The Southern District Military Court in Rostov-on-Don sentenced five residents of occupied Melitopol, accused in a case of preparing a terrorist act in April 2022, to terms ranging from 11 to 14 years of imprisonment, reported a 'Mediazona'* correspondent from the courtroom. The first five and a half years of the sentence the convicts will serve in prison, then in a high-security colony.
Igor Gorlov was sentenced to 14 years, Andrey Golubev to 12, Vladimir Zuev to 11, Alexander Zhukov to 12, and Yuri Petrov to 14 years. They were charged with 'participation in a terrorist community' and 'preparation for an act of international terrorism'. The Melitopol residents did not plead guilty.
According to the investigation, the men organized a 'terrorist underground' in the occupied city and planned to blow up a car filled with explosives near a humanitarian aid distribution point. All five, according to the prosecution, were members of the 'Union of ATO Participants of Melitopol', led by Vladimir Minko. Minko himself, according to the FSB, while in non-occupied Zaporizhzhia, led the group via correspondence.
At the same time, 37-year-old Gorlov was the only one among the defendants who remained an active serviceman of the Ukrainian Armed Forces at the time of Melitopol's capture by Russian troops, three others were in the territorial defense reserve, and 64-year-old combat veteran Petrov had long retired. Before their arrest, most of them barely knew each other.
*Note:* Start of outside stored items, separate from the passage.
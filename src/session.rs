/// Session marker for the CLI shell
///
/// Holds the active worker's normalized email in a single file under the app
/// directory. This is the desktop stand-in for the platform's secure
/// key-value store: the storage core never reads it, only the command
/// handlers do, to decide who (if anyone) is logged in.

use crate::error::Result;
use std::fs;
use std::path::{Path, PathBuf};

/// File-backed single-value session store
pub struct SessionStore {
    marker_path: PathBuf,
}

impl SessionStore {
    /// Create a session store rooted in the given app directory
    pub fn new<P: AsRef<Path>>(app_dir: P) -> Self {
        Self {
            marker_path: app_dir.as_ref().join("session"),
        }
    }

    /// Persist the active worker's email
    pub fn save(&self, email: &str) -> Result<()> {
        if let Some(parent) = self.marker_path.parent() {
            fs::create_dir_all(parent)?;
        }

        fs::write(&self.marker_path, email)?;

        // Keep the marker private to the current user (Unix only)
        #[cfg(unix)]
        {
            use std::os::unix::fs::PermissionsExt;
            let mut perms = fs::metadata(&self.marker_path)?.permissions();
            perms.set_mode(0o600);
            fs::set_permissions(&self.marker_path, perms)?;
        }

        Ok(())
    }

    /// Read the active worker's email, if any
    pub fn load(&self) -> Result<Option<String>> {
        match fs::read_to_string(&self.marker_path) {
            Ok(contents) => {
                let email = contents.trim().to_string();
                if email.is_empty() {
                    Ok(None)
                } else {
                    Ok(Some(email))
                }
            }
            Err(e) if e.kind() == std::io::ErrorKind::NotFound => Ok(None),
            Err(e) => Err(e.into()),
        }
    }

    /// Forget the active session
    pub fn clear(&self) -> Result<()> {
        match fs::remove_file(&self.marker_path) {
            Ok(()) => Ok(()),
            // Clearing an absent session is fine
            Err(e) if e.kind() == std::io::ErrorKind::NotFound => Ok(()),
            Err(e) => Err(e.into()),
        }
    }
}
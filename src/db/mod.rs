/// Database module for field-intake
///
/// Handles all database operations using SQLite and sqlx.
/// Implements connection pooling for performance.

pub mod accounts;
pub mod connection;
pub mod models;
pub mod records;

pub use connection::Database;
pub use models::*;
In court, the men claimed they were kidnapped by Russian security forces, held in underground prisons in Melitopol almost all the time in handcuffs and with bags over their heads, tortured with electricity, and beaten. Igor Gorlov said that when he was threatened with his family being tortured, he attempted suicide by cutting his throat. Medics managed to save him.
On April 19, they were taken to annexed Crimea, where they were officially detained and arrested, and then transferred to Moscow to the Lefortovo detention center.
According to 'Mediazona', the main evidence in the case against the Melitopol residents was correspondence in messengers on their phones, but the correspondence in the case materials did not discuss terrorist acts: it mainly concerned the movement of Russian troops and everyday problems. The case also includes confessions signed during the first interrogations. The defense insisted that they cannot be considered evidence as they were obtained under torture.
Most of the time, the trial was open, but at the end of October last year, it was closed, as reported to 'Mediazona' by the court's press service, due to 'the examination of evidence that should not become public' — the defendants' correspondence and technical details of making an improvised explosive device.
* Recognized in Russia as a 'foreign agent'.